The European Reformation of the 16th century clarified the distinction between Christianity and the Church. The believer’s primary allegiance, claimed the Protestants, was to Jesus Christ, and church congregations were an essential expression of this rather than providing salvation itself. At this time came a renewed emphasis on Christ’s lordship over every area of life: all kinds of work were to be seen as vocations to pursue in service of Christ the coming King.
The political legacy of the Reformation included a separation of church and state in both Protestant and Catholic cultures: God called His people to participate in politics as Christian citizens rather than by bringing states under the sway of the church. However, this separation was increasingly misinterpreted as excluding religious motivations from politics. How did this happen? One answer is that, while churches themselves pursued reformed (and counter-reformation) agendas, Christians failed to pursue their work as vocation – so that, within society at large, Christianity continued to be seen under the umbrella of the church. This problem was to prove serious not only for politics.
Arguably the most calamitous point at which the reforming vision was lost was in education and scholarship. Under medieval Scholasticism, man’s natural light of reason was supposed to be fully able, for unbeliever as for believer, to understand and interpret the order of Nature. Christian (i.e. Church) intervention was needed concerning matters of grace: doctrine, ethics, church affairs, while theology, as queen of the sciences, might examine theories of natural philosophy to point out anomalies with regard to Christian revelation. But this dualistic worldview denied a foundational role for faith in scholarship. Autonomous reason could be left to its own devices, it was thought.
Faith in Scholarship?
Some of the Reformers did envisage the reformation of scholarship. Calvin’s concern for this is revealed in his Institutes, even while he is most remembered for political reforms. But within the universities, the strongest proponents of the Reformation remained committed to the scholastic framework for philosophy. And so the project of Christian scholarship was forlorn. The challenge of how to think christianly about the whole cosmos as the creation of God, under the cloud of the Fall, and in the light of its redemption by Christ, was at best an undercurrent.

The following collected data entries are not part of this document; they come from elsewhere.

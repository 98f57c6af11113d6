//! Plain-text simulation reports and the CSV usage report

use crate::projection::{SimulationOutcome, DEFERRAL_HORIZONS};
use crate::store::SimulationRecord;
use serde::Serialize;
use std::fmt;
use std::io;

/// One row of the admin usage report
#[derive(Debug, Clone, PartialEq, Serialize)]
pub struct UsageRow {
    pub date_of_use: String,
    pub time_of_use: String,
    pub expected_pension: Option<f64>,
    pub age: u32,
    pub sex: &'static str,
    pub salary_amount: f64,
    pub include_sick_leave: bool,
    pub zus_funds: Option<f64>,

    /// Empty for processing or failed simulations
    pub actual_pension: Option<f64>,
    pub real_pension: Option<f64>,
    pub postal_code: Option<String>,
}

impl From<&SimulationRecord> for UsageRow {
    fn from(record: &SimulationRecord) -> Self {
        let input = &record.input;
        let estimate = record.outcome.as_ref().and_then(SimulationOutcome::estimate);

        Self {
            date_of_use: record.created_at.format("%Y-%m-%d").to_string(),
            time_of_use: record.created_at.format("%H:%M:%S").to_string(),
            expected_pension: input.expected_pension,
            age: input.age,
            sex: input.sex.code(),
            salary_amount: input.gross_salary,
            include_sick_leave: input.sick_leave_included(),
            zus_funds: input.zus_funds,
            actual_pension: estimate.map(|e| e.actual_amount),
            real_pension: estimate.map(|e| e.real_amount),
            postal_code: input.postal_code.clone(),
        }
    }
}

/// Write the usage report, one row per record, header first
pub fn write_usage_report<W: io::Write>(records: &[SimulationRecord], writer: W) -> Result<(), csv::Error> {
    let mut wtr = csv::Writer::from_writer(writer);
    for record in records {
        wtr.serialize(UsageRow::from(record))?;
    }
    wtr.flush()?;
    Ok(())
}

/// Human-readable summary of one simulation
pub fn summary_report(record: &SimulationRecord) -> Result<String, fmt::Error> {
    let mut out = String::new();
    write_summary(&mut out, record)?;
    Ok(out)
}

/// Render the summary report into any formatter sink
pub fn write_summary<W: fmt::Write>(out: &mut W, record: &SimulationRecord) -> fmt::Result {
    let input = &record.input;

    writeln!(out, "Pension Simulation Report #{}", record.id)?;
    writeln!(out, "{}", "=".repeat(40))?;
    writeln!(out)?;
    writeln!(out, "Simulation")?;
    writeln!(out, "  Date:                {}", record.created_at.format("%Y-%m-%d"))?;
    writeln!(out, "  Age:                 {}", input.age)?;
    writeln!(out, "  Sex:                 {}", input.sex)?;
    writeln!(out, "  Gross salary:        {:.2} PLN", input.gross_salary)?;
    writeln!(out, "  Work start year:     {}", input.work_start_year)?;
    if let Some(end) = input.work_end_year {
        writeln!(out, "  Planned end year:    {}", end)?;
    }
    if let Some(funds) = input.zus_funds {
        writeln!(out, "  Recorded funds:      {:.2} PLN", funds)?;
    }
    if input.sick_leave_included() {
        writeln!(out, "  Sick leave included: yes")?;
    }
    writeln!(out)?;

    match &record.outcome {
        None => {
            writeln!(out, "Status: {}", record.status.as_str())?;
        }
        Some(SimulationOutcome::Failed(payload)) => {
            writeln!(out, "Simulation failed: {}", payload.error)?;
        }
        Some(SimulationOutcome::Completed(estimate)) => {
            writeln!(out, "Results")?;
            writeln!(out, "  Nominal pension:     {:.2} PLN", estimate.actual_amount)?;
            writeln!(out, "  Real pension:        {:.2} PLN", estimate.real_amount)?;
            writeln!(out, "  Replacement rate:    {:.2}%", estimate.replacement_rate)?;
            writeln!(out, "  Accumulated capital: {:.2} PLN", estimate.accumulated_capital)?;
            writeln!(out, "  Years of work:       {}", estimate.years_of_work)?;
            writeln!(out, "  Retirement year:     {}", estimate.retirement_year)?;
            writeln!(out)?;
            writeln!(
                out,
                "Average pension in {}: {:.2} PLN",
                estimate.retirement_year, estimate.average_pension_comparison
            )?;
            writeln!(out)?;
            writeln!(out, "Deferral")?;
            writeln!(out, "  {:>6} {:>14} {:>14} {:>10}", "Years", "Nominal", "Real", "Increase")?;
            for years in DEFERRAL_HORIZONS {
                if let Some(benefit) = estimate.deferral(years) {
                    writeln!(
                        out,
                        "  {:>6} {:>14.2} {:>14.2} {:>9.2}%",
                        years, benefit.actual_amount, benefit.real_amount, benefit.increase_percentage
                    )?;
                }
            }
        }
    }

    Ok(())
}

In the 19th century, a key pioneer of reformational thinking for the whole of life came in the Dutchman Abraham Kuyper. Kuyper argued powerfully for the adoption of a comprehensive reformational worldview by Christians – one that would embrace the diversity and complexity of the whole created order and bear fruit in politics, family life, business, the arts – and scholarship. He was followed in this project by the deeply original Christian scholars Herman Dooyeweerd and Dirk Vollenhoven, whose “reformational philosophy” framework enquires about the origin, coherence and diversity of the cosmos and the many kinds of laws that seem to structure it.
We call this tradition “reformational” to emphasise its open-endedness: reformation must be ongoing, and no creed, policy or theory is perfect. Indeed, we surely never will have perfection, for what can the return of Christ mean but deeper opening up of the created order for understanding by His people, with the obfuscations of sin removed? What is certain is that Christ’s lordship can ultimately leave no part of human life untouched, and we must work hard to discover what this means in our own callings.
Some spheres more reformed than others: While church structures were opened up to the priesthood of all believers, scholarship remained largely unreached by a vision of Christ’s total lordship. Did the reformation project collapse prematurely into the “public/private” divide we now live with?